Every line that contains the word "offset" should be copied from the records below.

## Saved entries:
****************************************

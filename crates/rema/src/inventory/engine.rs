use std::cmp::Ordering;
use std::sync::Arc;

use tracing::debug;

use super::domain::{Property, PropertyId};
use super::query::{Page, QuerySpec, SortKey};
use super::repository::{PropertyRepository, RepositoryError};
use crate::valuation::ValuationCategory;

/// Resolves search, filter, sort and pagination over the repository.
pub struct InventoryQueryEngine<R> {
    repository: Arc<R>,
}

impl<R> InventoryQueryEngine<R>
where
    R: PropertyRepository + 'static,
{
    pub fn new(repository: Arc<R>) -> Self {
        Self { repository }
    }

    /// Matches and orders on a scan, then hydrates only the requested page.
    /// Listings deleted between the two steps are dropped from the page.
    pub fn resolve(&self, spec: &QuerySpec) -> Result<Page<Property>, RepositoryError> {
        let mut matched: Vec<Property> = self
            .repository
            .scan()?
            .into_iter()
            .filter(|property| spec.matches(property))
            .collect();
        sort_properties(&mut matched, spec.sort);

        let total = matched.len();
        let offset = spec.page.saturating_sub(1).saturating_mul(spec.page_size);
        let ids: Vec<PropertyId> = matched
            .iter()
            .skip(offset)
            .take(spec.page_size)
            .map(|property| property.id)
            .collect();

        let items = self.repository.fetch_many(&ids)?;
        if items.len() < ids.len() {
            debug!(
                requested = ids.len(),
                hydrated = items.len(),
                "listings vanished while resolving page"
            );
        }

        Ok(Page::new(items, total, spec.page, spec.page_size))
    }
}

/// Orders listings for `sort`; ties always fall back to ascending id.
pub fn sort_properties(properties: &mut [Property], sort: SortKey) {
    properties.sort_by(|left, right| compare(left, right, sort).then(left.id.cmp(&right.id)));
}

fn compare(left: &Property, right: &Property, sort: SortKey) -> Ordering {
    match sort {
        SortKey::Newest => right.created_at.cmp(&left.created_at),
        SortKey::PriceAsc => left.price.total_cmp(&right.price),
        SortKey::PriceDesc => right.price.total_cmp(&left.price),
        SortKey::BestValue => {
            let (left_tier, left_pct) = value_rank(left);
            let (right_tier, right_pct) = value_rank(right);
            left_tier
                .cmp(&right_tier)
                .then_with(|| left_pct.total_cmp(&right_pct))
        }
    }
}

/// Undervalued first, then other classified listings, then unclassified ones.
fn value_rank(property: &Property) -> (u8, f64) {
    match (property.category(), property.valuation_percentage()) {
        (Some(ValuationCategory::Undervalued), Some(percentage)) => (0, percentage),
        (Some(_), Some(percentage)) => (1, percentage),
        _ => (2, 0.0),
    }
}
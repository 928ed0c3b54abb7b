use std::collections::BTreeMap;
use std::sync::Arc;

use axum::{
    extract::{Path, Query, State},
    http::StatusCode,
    response::{IntoResponse, Response},
    routing::get,
    Router,
};
use serde_json::json;
use tracing::error;

use super::domain::{Property, PropertyId};
use super::query::{InvalidQueryError, InventoryView, QuerySpec};
use super::repository::{PropertyRepository, RepositoryError};
use super::service::{InventoryService, InventoryServiceError, DEFAULT_SIMILAR_LIMIT};

type Params = Query<BTreeMap<String, String>>;

/// Read-only inventory endpoints: listings, opportunities, facets and comparisons.
pub fn inventory_router<R>(service: Arc<InventoryService<R>>) -> Router
where
    R: PropertyRepository + 'static,
{
    Router::new()
        .route("/api/v1/properties", get(list_handler::<R>))
        .route(
            "/api/v1/properties/opportunities",
            get(opportunities_handler::<R>),
        )
        .route("/api/v1/properties/filters", get(filters_handler::<R>))
        .route("/api/v1/properties/compare", get(compare_handler::<R>))
        .route("/api/v1/properties/stats", get(stats_handler::<R>))
        .route("/api/v1/properties/:property_id", get(detail_handler::<R>))
        .route(
            "/api/v1/properties/:property_id/similar",
            get(similar_handler::<R>),
        )
        .with_state(service)
}

pub(crate) async fn list_handler<R>(
    State(service): State<Arc<InventoryService<R>>>,
    Query(params): Params,
) -> Response
where
    R: PropertyRepository + 'static,
{
    let spec = match QuerySpec::from_params(InventoryView::Listings, &params, service.limits()) {
        Ok(spec) => spec,
        Err(error) => return error_response(error.into()),
    };

    match service.list_properties(&spec) {
        Ok(page) => {
            (StatusCode::OK, axum::Json(page.map_ref(Property::view))).into_response()
        }
        Err(error) => error_response(error),
    }
}

pub(crate) async fn opportunities_handler<R>(
    State(service): State<Arc<InventoryService<R>>>,
    Query(params): Params,
) -> Response
where
    R: PropertyRepository + 'static,
{
    let spec = match QuerySpec::from_params(InventoryView::Opportunities, &params, service.limits())
    {
        Ok(spec) => spec,
        Err(error) => return error_response(error.into()),
    };

    match service.list_opportunities(&spec) {
        Ok(page) => {
            (StatusCode::OK, axum::Json(page.map_ref(Property::view))).into_response()
        }
        Err(error) => error_response(error),
    }
}

pub(crate) async fn filters_handler<R>(State(service): State<Arc<InventoryService<R>>>) -> Response
where
    R: PropertyRepository + 'static,
{
    match service.filter_options() {
        Ok(options) => (StatusCode::OK, axum::Json(options)).into_response(),
        Err(error) => error_response(error),
    }
}

pub(crate) async fn compare_handler<R>(
    State(service): State<Arc<InventoryService<R>>>,
    Query(params): Params,
) -> Response
where
    R: PropertyRepository + 'static,
{
    let ids = match parse_ids(params.get("ids").map(String::as_str).unwrap_or_default()) {
        Ok(ids) => ids,
        Err(error) => return error_response(error.into()),
    };

    match service.compare(&ids) {
        Ok(comparison) => (StatusCode::OK, axum::Json(comparison.view())).into_response(),
        Err(error) => error_response(error),
    }
}

pub(crate) async fn stats_handler<R>(State(service): State<Arc<InventoryService<R>>>) -> Response
where
    R: PropertyRepository + 'static,
{
    match service.stats() {
        Ok(stats) => (StatusCode::OK, axum::Json(stats)).into_response(),
        Err(error) => error_response(error),
    }
}

pub(crate) async fn detail_handler<R>(
    State(service): State<Arc<InventoryService<R>>>,
    Path(property_id): Path<String>,
) -> Response
where
    R: PropertyRepository + 'static,
{
    let id = match parse_id(&property_id) {
        Ok(id) => id,
        Err(error) => return error_response(error.into()),
    };

    match service.get(id) {
        Ok(property) => (StatusCode::OK, axum::Json(property.view())).into_response(),
        Err(error) => error_response(error),
    }
}

pub(crate) async fn similar_handler<R>(
    State(service): State<Arc<InventoryService<R>>>,
    Path(property_id): Path<String>,
    Query(params): Params,
) -> Response
where
    R: PropertyRepository + 'static,
{
    let id = match parse_id(&property_id) {
        Ok(id) => id,
        Err(error) => return error_response(error.into()),
    };
    let limit = match params.get("limit").map(|raw| raw.trim()) {
        None | Some("") => DEFAULT_SIMILAR_LIMIT,
        Some(raw) => match raw.parse::<usize>() {
            Ok(limit) => limit,
            Err(_) => {
                let error = InvalidQueryError::new("limit", format!("'{raw}' is not a count"));
                return error_response(error.into());
            }
        },
    };

    match service.similar(id, limit) {
        Ok(properties) => {
            let views: Vec<_> = properties.iter().map(Property::view).collect();
            (StatusCode::OK, axum::Json(views)).into_response()
        }
        Err(error) => error_response(error),
    }
}

fn parse_id(raw: &str) -> Result<PropertyId, InvalidQueryError> {
    raw.trim()
        .parse::<u64>()
        .map(PropertyId)
        .map_err(|_| InvalidQueryError::new("id", format!("'{raw}' is not a property id")))
}

fn parse_ids(raw: &str) -> Result<Vec<PropertyId>, InvalidQueryError> {
    raw.split(',')
        .map(str::trim)
        .filter(|part| !part.is_empty())
        .map(|part| {
            part.parse::<u64>()
                .map(PropertyId)
                .map_err(|_| InvalidQueryError::new("ids", format!("'{part}' is not a property id")))
        })
        .collect()
}

fn error_response(error: InventoryServiceError) -> Response {
    let (status, payload) = match &error {
        InventoryServiceError::Validation(validation) => (
            StatusCode::UNPROCESSABLE_ENTITY,
            json!({ "error": validation.to_string(), "fields": validation.fields }),
        ),
        InventoryServiceError::InvalidQuery(invalid) => (
            StatusCode::BAD_REQUEST,
            json!({ "error": invalid.to_string(), "parameter": invalid.parameter }),
        ),
        InventoryServiceError::Repository(RepositoryError::NotFound) => (
            StatusCode::NOT_FOUND,
            json!({ "error": "property not found" }),
        ),
        InventoryServiceError::Repository(RepositoryError::Conflict) => (
            StatusCode::CONFLICT,
            json!({ "error": "property already exists" }),
        ),
        InventoryServiceError::Repository(RepositoryError::Unavailable(_)) => {
            error!(%error, "inventory repository unavailable");
            (
                StatusCode::INTERNAL_SERVER_ERROR,
                json!({ "error": error.to_string() }),
            )
        }
    };
    (status, axum::Json(payload)).into_response()
}
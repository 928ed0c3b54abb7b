use axum::{
    http::StatusCode,
    response::{IntoResponse, Response},
    routing::post,
    Json, Router,
};
use serde::Serialize;
use serde_json::json;

use super::mortgage::{mortgage, MortgageInput};
use super::roi::{roi, RoiInput};
use crate::valuation::ValidationError;

/// Stateless financing calculators.
pub fn calculator_router() -> Router {
    Router::new()
        .route("/api/v1/calculators/mortgage", post(mortgage_handler))
        .route("/api/v1/calculators/roi", post(roi_handler))
}

pub(crate) async fn mortgage_handler(Json(input): Json<MortgageInput>) -> Response {
    calculation_response(mortgage(&input))
}

pub(crate) async fn roi_handler(Json(input): Json<RoiInput>) -> Response {
    calculation_response(roi(&input))
}

fn calculation_response<T: Serialize>(result: Result<T, ValidationError>) -> Response {
    match result {
        Ok(value) => (StatusCode::OK, Json(value)).into_response(),
        Err(error) => {
            let payload = json!({
                "error": error.to_string(),
                "fields": error.fields,
            });
            (StatusCode::UNPROCESSABLE_ENTITY, Json(payload)).into_response()
        }
    }
}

****************************************

## RESULT:
        let offset = spec.page.saturating_sub(1).saturating_mul(spec.page_size);
            .skip(offset)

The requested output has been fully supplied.